DIRECTIONS: Which lines below include "values"? Copy them all.

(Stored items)
--------

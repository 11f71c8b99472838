//! Depth-indexed record of the categories discovered during a run

use crate::model::{Category, RunMode};
use std::collections::BTreeMap;

/// Categories discovered during one run, grouped by traversal depth
///
/// Depths `0..=max_depth` always exist (possibly empty). Depth 0 holds the
/// synthetic root on a full run; the walker records top-level departments
/// at depth 1 and their children at depth 2.
#[derive(Debug, Clone, PartialEq, Eq)]
pub struct DepthCategoryMap {
    levels: BTreeMap<u32, Vec<Category>>,
    max_depth: u32,
}

impl DepthCategoryMap {
    /// Creates a map with every depth up to `max_depth` empty
    pub fn empty(max_depth: u32) -> Self {
        let levels = (0..=max_depth).map(|depth| (depth, Vec::new())).collect();
        Self { levels, max_depth }
    }

    /// Creates the starting map for a run
    ///
    /// A full run seeds depth 0 with the synthetic root; an incremental run
    /// leaves it empty because the root is already stored.
    pub fn for_mode(mode: RunMode, max_depth: u32) -> Self {
        let mut map = Self::empty(max_depth);
        if mode.resets_schema() {
            map.record(0, Category::root());
        }
        map
    }

    pub fn max_depth(&self) -> u32 {
        self.max_depth
    }

    /// Appends a category at the given depth
    ///
    /// Returns false (and records nothing) when `depth` exceeds the bound.
    pub fn record(&mut self, depth: u32, category: Category) -> bool {
        match self.levels.get_mut(&depth) {
            Some(level) => {
                level.push(category);
                true
            }
            None => {
                tracing::warn!(
                    "Refusing to record category {} at depth {} (max {})",
                    category.id,
                    depth,
                    self.max_depth
                );
                false
            }
        }
    }

    /// Replaces the contents of one depth
    pub(crate) fn set_level(&mut self, depth: u32, categories: Vec<Category>) {
        if depth <= self.max_depth {
            self.levels.insert(depth, categories);
        }
    }

    /// Categories recorded at `depth`, in discovery order
    pub fn at(&self, depth: u32) -> &[Category] {
        self.levels.get(&depth).map(Vec::as_slice).unwrap_or(&[])
    }

    /// All depths in ascending order
    pub fn depths(&self) -> impl Iterator<Item = u32> + '_ {
        self.levels.keys().copied()
    }

    /// Iterates `(depth, categories)` in ascending depth order
    pub fn iter(&self) -> impl Iterator<Item = (u32, &[Category])> {
        self.levels
            .iter()
            .map(|(depth, level)| (*depth, level.as_slice()))
    }

    /// Iterates every category, shallowest depth first
    pub fn categories(&self) -> impl Iterator<Item = &Category> {
        self.levels.values().flatten()
    }

    /// Sum of entries across all depths
    pub fn total(&self) -> usize {
        self.levels.values().map(Vec::len).sum()
    }

    pub fn is_empty(&self) -> bool {
        self.total() == 0
    }
}
use crate::config::types::Config;
use crate::config::validation::validate;
use crate::ConfigError;
use sha2::{Digest, Sha256};
use std::path::Path;

/// Loads and validates a configuration file
///
/// # Example
///
/// ```no_run
/// use std::path::Path;
/// use catalog_walker::config::load_config;
///
/// let config = load_config(Path::new("config.toml")).unwrap();
/// println!("Stores: {}", config.stores.len());
/// ```
pub fn load_config(path: &Path) -> Result<Config, ConfigError> {
    let content = std::fs::read_to_string(path)?;
    parse_config(&content)
}

/// Parses and validates configuration from TOML text
pub fn parse_config(content: &str) -> Result<Config, ConfigError> {
    let config: Config = toml::from_str(content)?;
    validate(&config)?;
    Ok(config)
}

/// Computes a SHA-256 hash of the configuration file content
///
/// Each run record stores this hash so runs made with different settings
/// can be told apart.
///
/// # Returns
///
/// * `Ok(String)` - Hex-encoded SHA-256 hash of the file content
/// * `Err(ConfigError)` - Failed to read the file
pub fn compute_config_hash(path: &Path) -> Result<String, ConfigError> {
    let content = std::fs::read_to_string(path)?;
    Ok(hash_content(&content))
}

/// Loads a configuration and returns both the config and its hash
///
/// The file is read once, so the hash always describes the parsed content.
pub fn load_config_with_hash(path: &Path) -> Result<(Config, String), ConfigError> {
    let content = std::fs::read_to_string(path)?;
    let config = parse_config(&content)?;
    Ok((config, hash_content(&content)))
}

fn hash_content(content: &str) -> String {
    let mut hasher = Sha256::new();
    hasher.update(content.as_bytes());
    hex::encode(hasher.finalize())
}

--------

SOLUTION:
        self.levels.values().flatten()
        self.levels.values().map(Vec::len).sum()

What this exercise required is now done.